Results suggest that discouraged firms and those that could secure only partial financing are challenges in the small business credit environment. While businesses continued to cite obstacles to obtaining credit, there are encouraging signs for future demand.
Overall, 63% of businesses that applied for financing received credit-but not always for the full amount requested. Only 13% were approved for the full amount, while 36% received partial financing.
The poll also suggests that future demand for loans is likely to come from re-applicants (firms that applied for credit between mid-2011 and mid-2012), most of which didn’t receive the full amount of credit they requested. Additional demand is also likely to come from new applicants (that did not apply between mid-2011 and mid-2012), many of them previously self-categorized as discouraged. These “short-term” discouraged firms may encounter difficulty obtaining credit since few cited strong bank relationships and many had weaker sales than successful applicants.
Small businesses indicated that microloans-under $100,000-are highest in demand (58%) and are tougher to secure compared to larger loans. Risk factors that likely resulted in loan denials included less-established firms, weaker sales performance, and infrequent banking relationships. In general, firms were seeking these microloans to finance payroll, inventory and cash flow.

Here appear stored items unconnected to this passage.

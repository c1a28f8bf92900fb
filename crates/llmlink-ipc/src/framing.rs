use futures_util::SinkExt;
use llmlink_protocol::{Envelope, MAX_LINE_BYTES};
use tokio::net::TcpStream;
use tokio::net::tcp::{OwnedReadHalf, OwnedWriteHalf};
use tokio_util::codec::{FramedRead, FramedWrite, LinesCodec, LinesCodecError};

use crate::error::{IpcError, Result};

pub(crate) type LineReader = FramedRead<OwnedReadHalf, LinesCodec>;
pub(crate) type LineWriter = FramedWrite<OwnedWriteHalf, LinesCodec>;

pub(crate) fn split(stream: TcpStream) -> (LineReader, LineWriter) {
    let (r, w) = stream.into_split();
    (
        FramedRead::new(r, LinesCodec::new_with_max_length(MAX_LINE_BYTES)),
        FramedWrite::new(w, LinesCodec::new_with_max_length(MAX_LINE_BYTES)),
    )
}

pub(crate) async fn write_envelope(writer: &mut LineWriter, envelope: &Envelope) -> Result<()> {
    let line = envelope.encode()?;
    writer.send(line).await.map_err(codec_error)
}

pub(crate) fn codec_error(err: LinesCodecError) -> IpcError {
    match err {
        LinesCodecError::Io(e) => IpcError::Io(e),
        LinesCodecError::MaxLineLengthExceeded => IpcError::Io(std::io::Error::new(
            std::io::ErrorKind::InvalidData,
            "line exceeds maximum frame size",
        )),
    }
}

Almost half of the firms that did not apply for financing self-selected out of the applicant pool because they did not think they would be approved. Typically, these firms were small, had weaker sales, and primarily relied on savings and family for financing.
The New York Fed’s Small Business Borrowers Poll collects information from small businesses in the Federal Reserve’s Second District-New York, northern New Jersey and Fairfield County, Connecticut-about their performance, credit experiences and employment needs.